Let us see the performance metrics on the test set.
pred_df <- get_pred_df(model_obj = pls_model_2, X_test = X_test, y_test = y_test)
# Confusion Matrix.
conf_matrix_test <- confusionMatrix(data = pred_df$y_pred, reference = y_test)
conf_matrix_test
## Confusion Matrix and Statistics
##
## Reference
## Prediction large small
## large 859 313
## small 671 4300
##
## Accuracy : 0.8398
## 95% CI : (0.8304, 0.8489)
## No Information Rate : 0.7509
## P-Value [Acc > NIR] : < 2.2e-16
##
## Kappa : 0.5355
##
## Mcnemar's Test P-Value : < 2.2e-16
##
## Sensitivity : 0.5614
## Specificity : 0.9321
## Pos Pred Value : 0.7329
## Neg Pred Value : 0.8650
## Prevalence : 0.2491
## Detection Rate : 0.1398
## Detection Prevalence : 0.1908
## Balanced Accuracy : 0.7468
##
## 'Positive' Class : large
##
We do not see a significant increase in sensitivity.

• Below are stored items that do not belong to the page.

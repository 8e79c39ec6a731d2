//! Structured logging setup.
//!
//! Log output goes to stderr so the interactive prompts on stdout stay clean.

use thiserror::Error;
use tracing_subscriber::filter::ParseError;
use tracing_subscriber::fmt;
use tracing_subscriber::prelude::*;
use tracing_subscriber::EnvFilter;

use crate::config::LoggingConfig;

/// Error type for logging initialization.
#[derive(Debug, Error)]
pub enum LoggingError {
    /// The filter directive could not be parsed.
    #[error("invalid log filter '{directive}': {source}")]
    InvalidFilter {
        directive: String,
        #[source]
        source: ParseError,
    },

    /// A global subscriber was already installed.
    #[error("failed to set global subscriber: {0}")]
    SetGlobalSubscriber(#[from] tracing_subscriber::util::TryInitError),
}

/// Builds the active filter.
///
/// `--verbose` wins, then `RUST_LOG`, then the configured level.
pub fn build_filter(
    config: &LoggingConfig,
    verbose: bool,
    rust_log: Option<&str>,
) -> Result<EnvFilter, LoggingError> {
    let directive = if verbose {
        "debug"
    } else {
        rust_log
            .filter(|value| !value.trim().is_empty())
            .unwrap_or(config.level.as_str())
    };

    EnvFilter::try_new(directive).map_err(|source| LoggingError::InvalidFilter {
        directive: directive.to_string(),
        source,
    })
}

/// Installs the global tracing subscriber.
///
/// Call once at startup.
pub fn init_logging(config: &LoggingConfig, verbose: bool) -> Result<(), LoggingError> {
    let rust_log = std::env::var(EnvFilter::DEFAULT_ENV).ok();
    let filter = build_filter(config, verbose, rust_log.as_deref())?;

    let registry = tracing_subscriber::registry().with(filter);
    if config.json {
        registry
            .with(fmt::layer().json().with_writer(std::io::stderr))
            .try_init()?;
    } else {
        registry
            .with(fmt::layer().with_target(false).with_writer(std::io::stderr))
            .try_init()?;
    }

    tracing::debug!(level = %config.level, verbose, json = config.json, "Logging initialized");
    Ok(())
}
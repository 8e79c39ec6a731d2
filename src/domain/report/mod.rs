//! Report module - Fixed-width text rendering of the session store.
//!
//! Rendering is a pure transform from sessions to text; persisting the text
//! is the job of a [`ReportStorage`](crate::ports::ReportStorage) adapter.

mod formatter;
mod parser;

pub use formatter::{
    ReportFormatter, COLUMN_TITLES, COST_WIDTH, DESCRIPTION_WIDTH, DIFFICULTY_WIDTH, HOURS_WIDTH,
};
pub use parser::{ParsedReport, ReportParseError, ReportParser, ReportRow};
//! Session store configuration

use serde::Deserialize;

use super::error::ValidationError;
use crate::domain::session::DEFAULT_CAPACITY;

/// Upper bound accepted for the store capacity.
pub const MAX_CAPACITY: usize = 100;

/// Session store configuration
#[derive(Debug, Clone, PartialEq, Eq, Deserialize)]
pub struct TrackerConfig {
    /// Maximum number of sessions per run
    #[serde(default = "default_capacity")]
    pub capacity: usize,
}

impl TrackerConfig {
    /// Validate tracker configuration
    pub fn validate(&self) -> Result<(), ValidationError> {
        if self.capacity == 0 || self.capacity > MAX_CAPACITY {
            return Err(ValidationError::InvalidCapacity {
                max: MAX_CAPACITY,
                actual: self.capacity,
            });
        }
        Ok(())
    }
}

impl Default for TrackerConfig {
    fn default() -> Self {
        Self {
            capacity: default_capacity(),
        }
    }
}

fn default_capacity() -> usize {
    DEFAULT_CAPACITY
}
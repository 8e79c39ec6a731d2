//! Recommendation configuration

use serde::Deserialize;

use super::error::ValidationError;
use crate::domain::analysis::DEFAULT_MAX_COST;

/// Recommendation thresholds
#[derive(Debug, Clone, PartialEq, Deserialize)]
pub struct RecommendationConfig {
    /// Weekly thread spending counted as "on budget"
    #[serde(default = "default_max_cost")]
    pub max_cost: f64,

    /// Weekly goal offered when the user accepts the default
    #[serde(default = "default_goal_hours")]
    pub goal_hours: f64,
}

impl RecommendationConfig {
    /// Validate recommendation configuration
    pub fn validate(&self) -> Result<(), ValidationError> {
        if !self.max_cost.is_finite() || self.max_cost < 0.0 {
            return Err(ValidationError::InvalidMaxCost(self.max_cost));
        }
        if !self.goal_hours.is_finite() || self.goal_hours <= 0.0 {
            return Err(ValidationError::InvalidGoalHours(self.goal_hours));
        }
        Ok(())
    }
}

impl Default for RecommendationConfig {
    fn default() -> Self {
        Self {
            max_cost: default_max_cost(),
            goal_hours: default_goal_hours(),
        }
    }
}

fn default_max_cost() -> f64 {
    DEFAULT_MAX_COST
}

fn default_goal_hours() -> f64 {
    5.0
}
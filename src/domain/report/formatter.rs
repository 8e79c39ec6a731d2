//! Report Formatter - Fixed-width text rendering of sessions.
//!
//! # Layout
//!
//! ```text
//! Embroidery Report for Ada
//! Weekly Hour Goal: 5.0
//!
//! Rose border         2.5       10.00     Easy
//! Monogram            3.5       20.00     Hard
//! ```
//!
//! Columns are left-aligned and padded to 20, 10, 10 and 15 characters.
//! Values wider than their column are written in full, never truncated.

use crate::domain::session::Session;

/// Width of the description column.
pub const DESCRIPTION_WIDTH: usize = 20;
/// Width of the hours column.
pub const HOURS_WIDTH: usize = 10;
/// Width of the cost column.
pub const COST_WIDTH: usize = 10;
/// Width of the difficulty column.
pub const DIFFICULTY_WIDTH: usize = 15;

/// Column titles used by the interactive listing.
pub const COLUMN_TITLES: [&str; 4] = ["Description", "Hours", "Cost", "Difficulty"];

/// Renders sessions as fixed-width text.
///
/// Hours always show one decimal place and cost two, in every view.
#[derive(Debug, Clone, Copy, Default)]
pub struct ReportFormatter;

impl ReportFormatter {
    pub fn new() -> Self {
        Self
    }

    /// Renders the persisted report.
    ///
    /// The report has a title line, the goal line, a blank line, then one
    /// row per session. It carries no column header row.
    pub fn render(&self, sessions: &[Session], user_name: &str, weekly_goal: f64) -> String {
        let mut report = String::new();
        report.push_str(&format!("Embroidery Report for {}\n", user_name));
        report.push_str(&format!("Weekly Hour Goal: {:.1}\n\n", weekly_goal));
        for session in sessions {
            report.push_str(&self.render_row(session));
        }
        report
    }

    /// Renders the interactive session listing, with column headers.
    pub fn render_listing(&self, sessions: &[Session], user_name: &str) -> String {
        let mut listing = format!("\n{}'s Embroidery Sessions\n", user_name);
        listing.push_str(&self.render_header());
        for session in sessions {
            listing.push_str(&self.render_row(session));
        }
        listing
    }

    /// Renders the column header row.
    pub fn render_header(&self) -> String {
        let [description, hours, cost, difficulty] = COLUMN_TITLES;
        format!(
            "{:<dw$}{:<hw$}{:<cw$}{:<fw$}\n",
            description,
            hours,
            cost,
            difficulty,
            dw = DESCRIPTION_WIDTH,
            hw = HOURS_WIDTH,
            cw = COST_WIDTH,
            fw = DIFFICULTY_WIDTH,
        )
    }

    /// Renders one session as a fixed-width row.
    pub fn render_row(&self, session: &Session) -> String {
        format!(
            "{:<dw$}{:<hw$.1}{:<cw$.2}{:<fw$}\n",
            session.description(),
            session.hours(),
            session.cost(),
            session.difficulty().label(),
            dw = DESCRIPTION_WIDTH,
            hw = HOURS_WIDTH,
            cw = COST_WIDTH,
            fw = DIFFICULTY_WIDTH,
        )
    }
}
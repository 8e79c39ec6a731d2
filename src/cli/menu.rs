//! The interactive menu loop.

use std::io::{self, BufRead, Write};

use super::prompt::Prompter;
use crate::application::Tracker;
use crate::domain::session::Session;
use crate::ports::ReportStorage;

pub const BANNER: &str = "=========================\n    Embroidery Tracker   \n=========================\n\n";

pub const MENU: &str = "\nMenu:\n\
1. Add embroidery session.\n\
2. View Sessions\n\
3. Get recommendation\n\
4. Save report\n\
5. Quit\n\
Enter your choice: ";

pub const STORE_FULL: &str = "You have reached the maximum number of sessions.";
pub const NO_SESSIONS: &str = "No embroidery sessions recorded yet.";

/// One entry of the numbered menu.
#[derive(Debug, Clone, Copy, PartialEq, Eq)]
pub enum MenuAction {
    AddSession,
    ViewSessions,
    Recommend,
    SaveReport,
    Quit,
}

impl MenuAction {
    /// Maps a typed number to an action; `None` outside 1-5.
    pub fn from_choice(choice: i64) -> Option<Self> {
        match choice {
            1 => Some(MenuAction::AddSession),
            2 => Some(MenuAction::ViewSessions),
            3 => Some(MenuAction::Recommend),
            4 => Some(MenuAction::SaveReport),
            5 => Some(MenuAction::Quit),
            _ => None,
        }
    }
}

/// Whether the loop keeps going after an action.
#[derive(Debug, Clone, Copy, PartialEq, Eq)]
enum Flow {
    Continue,
    Stop,
}

/// Runs the menu until the user quits or input ends.
pub fn run_menu<R: BufRead, W: Write>(
    prompter: &mut Prompter<R, W>,
    tracker: &mut Tracker,
    storage: &dyn ReportStorage,
) -> io::Result<()> {
    loop {
        prompter.say(MENU)?;
        let Some(choice) = prompter.read_menu_choice()? else {
            tracing::debug!("Input closed at menu");
            break;
        };

        let Some(action) = MenuAction::from_choice(choice) else {
            tracing::debug!(choice, "Ignoring out-of-range menu choice");
            continue;
        };

        let flow = match action {
            MenuAction::AddSession => add_session(prompter, tracker)?,
            MenuAction::ViewSessions => view_sessions(prompter, tracker)?,
            MenuAction::Recommend => recommend(prompter, tracker)?,
            MenuAction::SaveReport => save_report(prompter, tracker, storage)?,
            MenuAction::Quit => Flow::Stop,
        };
        if flow == Flow::Stop {
            break;
        }
    }

    prompter.say_line(&format!("Goodbye, {}!", tracker.user_name()))
}

fn add_session<R: BufRead, W: Write>(
    prompter: &mut Prompter<R, W>,
    tracker: &mut Tracker,
) -> io::Result<Flow> {
    if tracker.is_full() {
        prompter.say_line(STORE_FULL)?;
        return Ok(Flow::Continue);
    }

    let Some(description) = prompter.read_text("Session description : ", "description")? else {
        return Ok(Flow::Stop);
    };
    let Some(hours) = prompter.read_positive("Hours spent: ", "hours")? else {
        return Ok(Flow::Stop);
    };
    let Some(cost) = prompter.read_positive("Thread cost: ", "cost")? else {
        return Ok(Flow::Stop);
    };
    let Some(difficulty) = prompter.read_difficulty()? else {
        return Ok(Flow::Stop);
    };

    if let Err(err) = tracker.add_session(Session::new(description, hours, cost, difficulty)) {
        prompter.say_line(&err.to_string())?;
    }
    Ok(Flow::Continue)
}

fn view_sessions<R: BufRead, W: Write>(
    prompter: &mut Prompter<R, W>,
    tracker: &Tracker,
) -> io::Result<Flow> {
    match tracker.listing() {
        Some(listing) => prompter.say(&listing)?,
        None => prompter.say_line(NO_SESSIONS)?,
    }
    Ok(Flow::Continue)
}

fn recommend<R: BufRead, W: Write>(
    prompter: &mut Prompter<R, W>,
    tracker: &Tracker,
) -> io::Result<Flow> {
    let recommendation = tracker.recommendation();
    prompter.say(&format!("\nRecommendation for {}:\n", tracker.user_name()))?;
    prompter.say_line(recommendation.message())?;
    Ok(Flow::Continue)
}

fn save_report<R: BufRead, W: Write>(
    prompter: &mut Prompter<R, W>,
    tracker: &Tracker,
    storage: &dyn ReportStorage,
) -> io::Result<Flow> {
    match tracker.save_report(storage) {
        Ok(saved) => prompter.say_line(&format!("Report saved to {}", saved.location))?,
        Err(err) => prompter.say_line(&err.to_string())?,
    }
    Ok(Flow::Continue)
}

#[cfg(test)]
mod tests {
    use super::*;
    use crate::adapters::InMemoryReportStorage;
    use crate::config::AppConfig;
    use std::io::Cursor;

    fn run(input: &str, tracker: &mut Tracker, storage: &InMemoryReportStorage) -> String {
        let mut prompter = Prompter::new(Cursor::new(input.as_bytes().to_vec()), Vec::new());
        run_menu(&mut prompter, tracker, storage).unwrap();
        String::from_utf8(prompter.into_output()).unwrap()
    }

    fn tracker() -> Tracker {
        Tracker::from_config("Ada", 5.0, &AppConfig::default())
    }

    #[test]
    fn menu_choices_map_to_actions() {
        assert_eq!(MenuAction::from_choice(1), Some(MenuAction::AddSession));
        assert_eq!(MenuAction::from_choice(5), Some(MenuAction::Quit));
        assert_eq!(MenuAction::from_choice(0), None);
        assert_eq!(MenuAction::from_choice(6), None);
    }

    #[test]
    fn quit_says_goodbye() {
        let mut tracker = tracker();
        let out = run("5\n", &mut tracker, &InMemoryReportStorage::new());
        assert!(out.starts_with(MENU));
        assert!(out.ends_with("Goodbye, Ada!\n"));
    }

    #[test]
    fn end_of_input_acts_like_quit() {
        let mut tracker = tracker();
        let out = run("", &mut tracker, &InMemoryReportStorage::new());
        assert!(out.ends_with("Goodbye, Ada!\n"));
    }

    #[test]
    fn view_on_empty_store_says_nothing_recorded() {
        let mut tracker = tracker();
        let out = run("2\n5\n", &mut tracker, &InMemoryReportStorage::new());
        assert!(out.contains(NO_SESSIONS));
    }

    #[test]
    fn out_of_range_choice_redisplays_menu() {
        let mut tracker = tracker();
        let out = run("9\n5\n", &mut tracker, &InMemoryReportStorage::new());
        assert_eq!(out.matches(MENU).count(), 2);
    }

    #[test]
    fn add_then_view_lists_session() {
        let mut tracker = tracker();
        let out = run(
            "1\nRose border\n2.5\n10\n1\n2\n5\n",
            &mut tracker,
            &InMemoryReportStorage::new(),
        );

        assert_eq!(tracker.session_count(), 1);
        assert!(out.contains("\nAda's Embroidery Sessions\n"));
        assert!(out.contains("Rose border         2.5       10.00     Easy"));
    }

    #[test]
    fn add_when_full_skips_prompts() {
        let mut config = AppConfig::default();
        config.tracker.capacity = 1;
        let mut tracker = Tracker::from_config("Ada", 5.0, &config);

        let out = run(
            "1\nA\n1\n1\n1\n1\n5\n",
            &mut tracker,
            &InMemoryReportStorage::new(),
        );

        assert_eq!(tracker.session_count(), 1);
        assert!(out.contains(STORE_FULL));
        assert_eq!(out.matches("Session description : ").count(), 1);
    }

    #[test]
    fn recommendation_is_printed_with_name() {
        let mut tracker = tracker();
        let out = run("1\nA\n6\n20\n2\n3\n5\n", &mut tracker, &InMemoryReportStorage::new());
        assert!(out.contains(
            "\nRecommendation for Ada:\nGreat job! You met your weekly goal AND stayed on budget.\n"
        ));
    }

    #[test]
    fn save_writes_report_and_confirms() {
        let mut tracker = tracker();
        let storage = InMemoryReportStorage::new();
        let out = run("1\nA\n2\n3\n3\n4\n5\n", &mut tracker, &storage);

        assert_eq!(storage.write_count(), 1);
        assert!(out.contains("Report saved to memory://report\n"));
        let report = storage.content().unwrap();
        assert!(report.starts_with("Embroidery Report for Ada\nWeekly Hour Goal: 5.0\n\n"));
        assert!(report.contains("A                   2.0       3.00      Hard"));
    }

    #[test]
    fn end_of_input_mid_capture_stops_without_adding() {
        let mut tracker = tracker();
        let out = run("1\nRose\n2\n", &mut tracker, &InMemoryReportStorage::new());
        assert_eq!(tracker.session_count(), 0);
        assert!(out.ends_with("Goodbye, Ada!\n"));
    }
}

Let us plot the predicted probability distributions on the test set.
pred_df %>%
ggplot(mapping = aes(x = y_test, y = y_pred_num, fill = y_test)) +
geom_boxplot() +
geom_abline(slope = 0,
intercept = 0.5,
alpha = 0.8,
linetype = 2,
color = "purple4", show.legend = TRUE) +
scale_fill_brewer(palette = "Set1", direction = -1) +
labs(title = "Preditcted Distributions - PLS Model 2 (Max Sens)",
subtitle = "Prediction Cut = 0.5",
x = "test label",
y = "predicted probability") +
scale_x_discrete(limits = rev(levels(y_test)))
- GBM Model
We proceed in a similar way for the gbm model.
# Parallel Computation.
cl <- makePSOCKcluster(detectCores())
registerDoParallel(cl)
# Train model.
gbm_model_2 <- train(x = X_train,
y = y_train,
method = "gbm",
tuneLength = 7,
trControl = train_control,
metric = "Sens",
verbose = FALSE)
stopCluster(cl)
model_list$models$gbm_model_2 <- gbm_model_2
Let us see the sensitivity as a function of the n.trees
and interaction.depth
.
gbm_model_2$results %>%
ggplot(mapping = aes(x = n.trees, y = Sens, color = interaction.depth)) +
geom_point() +
labs(title = "Model Sensitivity")
We see a positive trends which stabilizes.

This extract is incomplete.